Cramer would be careful with financials, but he likes US Bancorp(USB ), and threw in a recommendation for Duke Energy(DUK ).
The new leadership is companies that don't need money, Cramer said.
Half-Empty
Cramer likes that traders dodged a bullet on Friday, with a "spectacular" rally off the lows of the morning, but he believes it's important to lay out the worst-case scenario so investors can go forward "with their eyes open."
In the worst case, the model isn't the 1987 market crash, which saw equities bounce back only a year later, but a "1929 scenario" which brought an 89% peak-to-trough drop and a "decline that just wouldn't quit."
In that model, Cramer said, currently flailing stocks like U.S. Steel(X ) and General Motors(GM ) wouldn't be done yet.
Cramer said that unfortunately the parallels with the 1929 crash are too close for comfort.
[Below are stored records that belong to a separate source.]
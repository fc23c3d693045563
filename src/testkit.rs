//! Shared-state peripheral doubles for the unit tests. Each constructor returns the
//! fake plus a handle onto its recorded state.

use std::cell::{Cell, RefCell};
use std::convert::Infallible;
use std::rc::Rc;

use embedded_hal::digital::{ErrorType, InputPin};

use crate::machines::ir_rx::PulseCapture;
use crate::machines::ir_tx::PulseTransmitter;
use crate::machines::pixel_fx::{PixelStrip, Rgb, OFF};



#[derive(Default)]
pub struct CaptureState {
    pub samples: Vec<u16>,
    pub running: bool,
    pub pauses: usize,
    pub clears: usize,
}

pub struct FakeCapture {
    state: Rc<RefCell<CaptureState>>,
}

impl FakeCapture {
    pub fn new() -> (FakeCapture, Rc<RefCell<CaptureState>>) {
        let state = Rc::new(RefCell::new(CaptureState::default()));
        (FakeCapture { state: state.clone() }, state)
    }
}

impl PulseCapture for FakeCapture {
    fn pause(&mut self) {
        let mut state = self.state.borrow_mut();
        state.running = false;
        state.pauses += 1;
    }

    fn resume(&mut self) {
        self.state.borrow_mut().running = true;
    }

    fn clear(&mut self) {
        let mut state = self.state.borrow_mut();
        state.samples.clear();
        state.clears += 1;
    }

    fn len(&mut self) -> usize {
        self.state.borrow().samples.len()
    }

    fn read(&mut self, index: usize) -> u16 {
        self.state.borrow().samples[index]
    }
}


#[derive(Default)]
pub struct TransmitterState {
    pub sent: Vec<Vec<u16>>,
}

pub struct FakeTransmitter {
    state: Rc<RefCell<TransmitterState>>,
}

impl FakeTransmitter {
    pub fn new() -> (FakeTransmitter, Rc<RefCell<TransmitterState>>) {
        let state = Rc::new(RefCell::new(TransmitterState::default()));
        (FakeTransmitter { state: state.clone() }, state)
    }
}

impl PulseTransmitter for FakeTransmitter {
    fn send(&mut self, pulses: &[u16]) {
        self.state.borrow_mut().sent.push(pulses.to_vec());
    }
}


pub struct StripState {
    pub staged: Vec<Rgb>,
    pub flushes: Vec<Vec<Rgb>>,
    pub brightness: f32,
}

pub struct FakeStrip {
    state: Rc<RefCell<StripState>>,
}

impl FakeStrip {
    pub fn new(count: usize) -> (FakeStrip, Rc<RefCell<StripState>>) {
        let state = Rc::new(RefCell::new(StripState {
            staged: vec![OFF; count],
            flushes: Vec::new(),
            brightness: 1.0,
        }));
        (FakeStrip { state: state.clone() }, state)
    }
}

impl PixelStrip for FakeStrip {
    fn len(&self) -> usize {
        self.state.borrow().staged.len()
    }

    fn set(&mut self, index: usize, color: Rgb) {
        self.state.borrow_mut().staged[index] = color;
    }

    fn fill(&mut self, color: Rgb) {
        self.state.borrow_mut().staged.fill(color);
    }

    fn show(&mut self) {
        let mut state = self.state.borrow_mut();
        let frame = state.staged.clone();
        state.flushes.push(frame);
    }

    fn set_brightness(&mut self, brightness: f32) {
        self.state.borrow_mut().brightness = brightness;
    }
}


pub struct FakePin {
    held: Rc<Cell<bool>>,
}

impl FakePin {
    pub fn new() -> (FakePin, Rc<Cell<bool>>) {
        let held = Rc::new(Cell::new(false));
        (FakePin { held: held.clone() }, held)
    }
}

impl ErrorType for FakePin {
    type Error = Infallible;
}

impl InputPin for FakePin {
    fn is_high(&mut self) -> Result<bool, Infallible> {
        Ok(self.held.get())
    }

    fn is_low(&mut self) -> Result<bool, Infallible> {
        Ok(!self.held.get())
    }
}
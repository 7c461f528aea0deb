//! Worker subprocess - runs the peripheral driver in isolation.
//!
//! This module provides the child side of the worker protocol. The parent side
//! (spawning, escalation ladder, result routing) is in supervisor.rs.
//!
//! Architecture:
//! - Command stream (stdin): Command requests and the Stop signal
//! - Result stream (original stdout, moved off fd 1): Ready, results, logs, Fatal
//!
//! Driver calls run on the blocking pool. The event loop keeps seeing the stop
//! flag and signals while a call is stuck.
//!
//! Two ways out besides a closed channel:
//! - `cleanup` command or Stop signal: the loop exits and the driver is
//!   released (normal path).
//! - SIGTERM/SIGINT: immediate exit without releasing the driver (abort path).
//!   Driver resources are left to the OS; the camera's release call can hang
//!   when the hardware is in a bad state.

use std::io;
use std::sync::atomic::{AtomicBool, Ordering};
use std::sync::{Arc, Mutex as StdMutex, MutexGuard};

use futures::{SinkExt, StreamExt};
use tokio::io::{AsyncRead, AsyncWrite};
use tokio::sync::mpsc;
use tokio::task::JoinError;
use tokio_util::codec::{FramedRead, FramedWrite};

use crate::bridge::codec::JsonCodec;
use crate::bridge::protocol::{
    Command, CommandId, Outcome, POLL_INTERVAL, QUEUE_DEPTH, WorkerRequest, WorkerResponse,
};
use crate::driver::{DriverError, PeripheralDriver, dispatch};

type ResultWriter =
    Arc<tokio::sync::Mutex<FramedWrite<Box<dyn AsyncWrite + Send + Unpin>, JsonCodec<WorkerResponse>>>>;

/// Byte streams the worker talks over, plus an optional feed of log frames.
pub struct WorkerIo {
    reader: Box<dyn AsyncRead + Send + Unpin>,
    writer: Box<dyn AsyncWrite + Send + Unpin>,
    logs: Option<mpsc::Receiver<WorkerResponse>>,
}

impl WorkerIo {
    pub fn new(
        reader: impl AsyncRead + Send + Unpin + 'static,
        writer: impl AsyncWrite + Send + Unpin + 'static,
    ) -> Self {
        Self {
            reader: Box::new(reader),
            writer: Box::new(writer),
            logs: None,
        }
    }

    /// Forward log frames (see `logging::init_worker_tracing`) on the result stream.
    pub fn with_logs(mut self, logs: mpsc::Receiver<WorkerResponse>) -> Self {
        self.logs = Some(logs);
        self
    }
}

/// Why the worker loop ended.
#[derive(Debug, Clone, Copy, PartialEq, Eq)]
pub enum WorkerExit {
    /// Stop flag observed.
    Stopped,
    /// `cleanup` command answered.
    CleanedUp,
    /// Supervisor went away (command stream EOF or result stream broken).
    ChannelClosed,
    /// Driver could not be constructed.
    Fatal,
}

impl WorkerExit {
    pub fn code(&self) -> i32 {
        match self {
            Self::Fatal => 1,
            _ => 0,
        }
    }
}

/// Lock the driver, recovering from poison left by a panicked call.
fn lock_driver<D>(driver: &StdMutex<D>) -> MutexGuard<'_, D> {
    match driver.lock() {
        Ok(guard) => guard,
        Err(poisoned) => {
            tracing::error!("Driver mutex poisoned by an earlier panic, continuing");
            poisoned.into_inner()
        }
    }
}

fn panic_message(error: JoinError) -> String {
    if error.is_cancelled() {
        return "driver call cancelled".to_string();
    }
    let payload = error.into_panic();
    let detail = payload
        .downcast_ref::<&str>()
        .map(|s| s.to_string())
        .or_else(|| payload.downcast_ref::<String>().cloned())
        .unwrap_or_else(|| "unknown panic".to_string());
    format!("driver panicked: {}", detail)
}

async fn send_response(writer: &ResultWriter, response: WorkerResponse) -> io::Result<()> {
    let mut w = writer.lock().await;
    w.send(response).await
}

/// Run the worker event loop.
///
/// Constructs the driver with `factory`, announces Ready, then serves commands
/// until cleanup, the stop signal, or the command stream closing.
pub async fn run_worker<D, F>(factory: F, io: WorkerIo) -> io::Result<WorkerExit>
where
    D: PeripheralDriver,
    F: FnOnce() -> Result<D, DriverError> + Send + 'static,
{
    let WorkerIo {
        reader,
        writer,
        logs,
    } = io;

    let writer: ResultWriter = Arc::new(tokio::sync::Mutex::new(FramedWrite::new(
        writer,
        JsonCodec::<WorkerResponse>::new(),
    )));

    let log_forwarder = logs.map(|mut rx| {
        let writer = Arc::clone(&writer);
        tokio::spawn(async move {
            while let Some(msg) = rx.recv().await {
                if send_response(&writer, msg).await.is_err() {
                    break;
                }
            }
        })
    });

    // Requests are read in their own task so the Stop signal is seen while a
    // command is executing.
    let stop = Arc::new(AtomicBool::new(false));
    let (command_tx, mut command_rx) = mpsc::channel(QUEUE_DEPTH);
    let request_reader = tokio::spawn(read_requests(
        FramedRead::new(reader, JsonCodec::<WorkerRequest>::new()),
        command_tx,
        Arc::clone(&stop),
    ));

    let exit = match tokio::task::spawn_blocking(factory).await {
        Ok(Ok(driver)) => serve(driver, &writer, &mut command_rx, &stop).await,
        Ok(Err(e)) => {
            tracing::error!(error = %e, "Driver construction failed");
            let _ = send_response(
                &writer,
                WorkerResponse::Fatal {
                    reason: e.to_string(),
                },
            )
            .await;
            WorkerExit::Fatal
        }
        Err(e) => {
            let reason = panic_message(e);
            tracing::error!(%reason, "Driver construction panicked");
            let _ = send_response(&writer, WorkerResponse::Fatal { reason }).await;
            WorkerExit::Fatal
        }
    };

    request_reader.abort();
    if let Some(forwarder) = log_forwarder {
        forwarder.abort();
    }
    tracing::info!(?exit, "Worker exiting");
    Ok(exit)
}

async fn serve<D: PeripheralDriver>(
    driver: D,
    writer: &ResultWriter,
    commands: &mut mpsc::Receiver<(CommandId, String, Vec<serde_json::Value>)>,
    stop: &AtomicBool,
) -> WorkerExit {
    if let Err(e) = send_response(
        writer,
        WorkerResponse::Ready {
            pid: std::process::id(),
        },
    )
    .await
    {
        tracing::error!(error = %e, "Failed to announce Ready");
        return WorkerExit::ChannelClosed;
    }
    tracing::info!("Worker ready");

    let driver = Arc::new(StdMutex::new(driver));
    let mut released = false;

    let exit = loop {
        if stop.load(Ordering::Acquire) {
            tracing::info!("Stop flag set, leaving command loop");
            break WorkerExit::Stopped;
        }

        let (id, name, args) = match tokio::time::timeout(POLL_INTERVAL, commands.recv()).await {
            Err(_) => continue,
            Ok(Some(request)) => request,
            Ok(None) if stop.load(Ordering::Acquire) => break WorkerExit::Stopped,
            Ok(None) => {
                tracing::warn!("Command stream closed (supervisor died?), exiting");
                break WorkerExit::ChannelClosed;
            }
        };

        let outcome = match Command::parse(&name, &args) {
            Ok(command) => {
                let is_cleanup = command == Command::Cleanup;
                let outcome = execute(&driver, command).await;
                if is_cleanup {
                    released = true;
                    if send_response(writer, WorkerResponse::Result { id, outcome })
                        .await
                        .is_err()
                    {
                        break WorkerExit::ChannelClosed;
                    }
                    break WorkerExit::CleanedUp;
                }
                outcome
            }
            Err(message) => {
                tracing::warn!(command = %name, "Rejecting command");
                Outcome::Error(message)
            }
        };

        if let Err(e) = send_response(writer, WorkerResponse::Result { id, outcome }).await {
            tracing::error!(error = %e, "Result stream broken, exiting");
            break WorkerExit::ChannelClosed;
        }
    };

    if !released {
        let driver = Arc::clone(&driver);
        let result = tokio::task::spawn_blocking(move || lock_driver(&driver).release()).await;
        match result {
            Ok(Ok(())) => tracing::debug!("Driver released"),
            Ok(Err(e)) => tracing::warn!(error = %e, "Driver release failed"),
            Err(e) => tracing::warn!(error = %panic_message(e), "Driver release failed"),
        }
    }

    exit
}

async fn execute<D: PeripheralDriver>(driver: &Arc<StdMutex<D>>, command: Command) -> Outcome {
    let name = command.name();
    tracing::debug!(command = name, "Executing command");

    let driver = Arc::clone(driver);
    let joined = tokio::task::spawn_blocking(move || {
        let mut guard = lock_driver(&driver);
        dispatch(&mut *guard, command)
    })
    .await;

    match joined {
        Ok(Ok(reply)) => Outcome::Ok(reply),
        Ok(Err(e)) => {
            tracing::debug!(command = name, error = %e, "Command failed");
            Outcome::error(e.to_string())
        }
        Err(e) => {
            let message = panic_message(e);
            tracing::error!(command = name, error = %message, "Command panicked");
            Outcome::Error(message)
        }
    }
}

async fn read_requests(
    mut reader: FramedRead<Box<dyn AsyncRead + Send + Unpin>, JsonCodec<WorkerRequest>>,
    tx: mpsc::Sender<(CommandId, String, Vec<serde_json::Value>)>,
    stop: Arc<AtomicBool>,
) {
    loop {
        match reader.next().await {
            Some(Ok(WorkerRequest::Command { id, name, args })) => {
                tracing::trace!(%id, command = %name, "Command received");
                if tx.send((id, name, args)).await.is_err() {
                    break;
                }
            }
            Some(Ok(WorkerRequest::Stop)) => {
                tracing::debug!("Stop signal received");
                stop.store(true, Ordering::Release);
                break;
            }
            Some(Err(e)) => {
                tracing::error!(error = %e, "Command stream error");
                break;
            }
            None => {
                tracing::trace!("Command stream closed");
                break;
            }
        }
    }
}

/// Abort transition: SIGTERM/SIGINT exit immediately without releasing the driver.
///
/// Must be called from within the runtime.
#[cfg(unix)]
pub fn install_abort_handlers() -> io::Result<()> {
    use tokio::signal::unix::{SignalKind, signal};

    let mut term = signal(SignalKind::terminate())?;
    let mut int = signal(SignalKind::interrupt())?;
    tokio::spawn(async move {
        let name = tokio::select! {
            _ = term.recv() => "SIGTERM",
            _ = int.recv() => "SIGINT",
        };
        tracing::warn!(signal = name, "Worker aborting without driver release");
        std::process::exit(0);
    });
    Ok(())
}

#[cfg(not(unix))]
pub fn install_abort_handlers() -> io::Result<()> {
    tokio::spawn(async {
        if tokio::signal::ctrl_c().await.is_ok() {
            tracing::warn!("Worker aborting without driver release");
            std::process::exit(0);
        }
    });
    Ok(())
}

/// Entry point for the `worker` subcommand: serve on stdin and the original stdout.
pub async fn run_stdio_worker<D, F>(
    factory: F,
    logs: Option<mpsc::Receiver<WorkerResponse>>,
) -> io::Result<WorkerExit>
where
    D: PeripheralDriver,
    F: FnOnce() -> Result<D, DriverError> + Send + 'static,
{
    install_abort_handlers()?;

    let mut io = match crate::fd_redirect::isolate_result_stream() {
        Ok(results) => WorkerIo::new(tokio::io::stdin(), tokio::fs::File::from_std(results)),
        Err(e) => {
            tracing::warn!(error = %e, "Serving results on stdout without isolation");
            WorkerIo::new(tokio::io::stdin(), tokio::io::stdout())
        }
    };
    if let Some(logs) = logs {
        io = io.with_logs(logs);
    }
    run_worker(factory, io).await
}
As in 1929, he explained, we have a presidential administration that's in over its head. Listening to Bush say the government taking necessary actions to solve the crisis is like President Herbert Hoover saying than that the worst is behind us.
Cramer noted the market's tanking after Bush's most recent comments about the market, as well as the similarities of a Federal Reserve too focused on inflation and a wave of bank failures.
Cramer said he believes the federal bailout plan can help, but that a second Great Depression is still on the table. "That's why you have to be careful with your buying," he said.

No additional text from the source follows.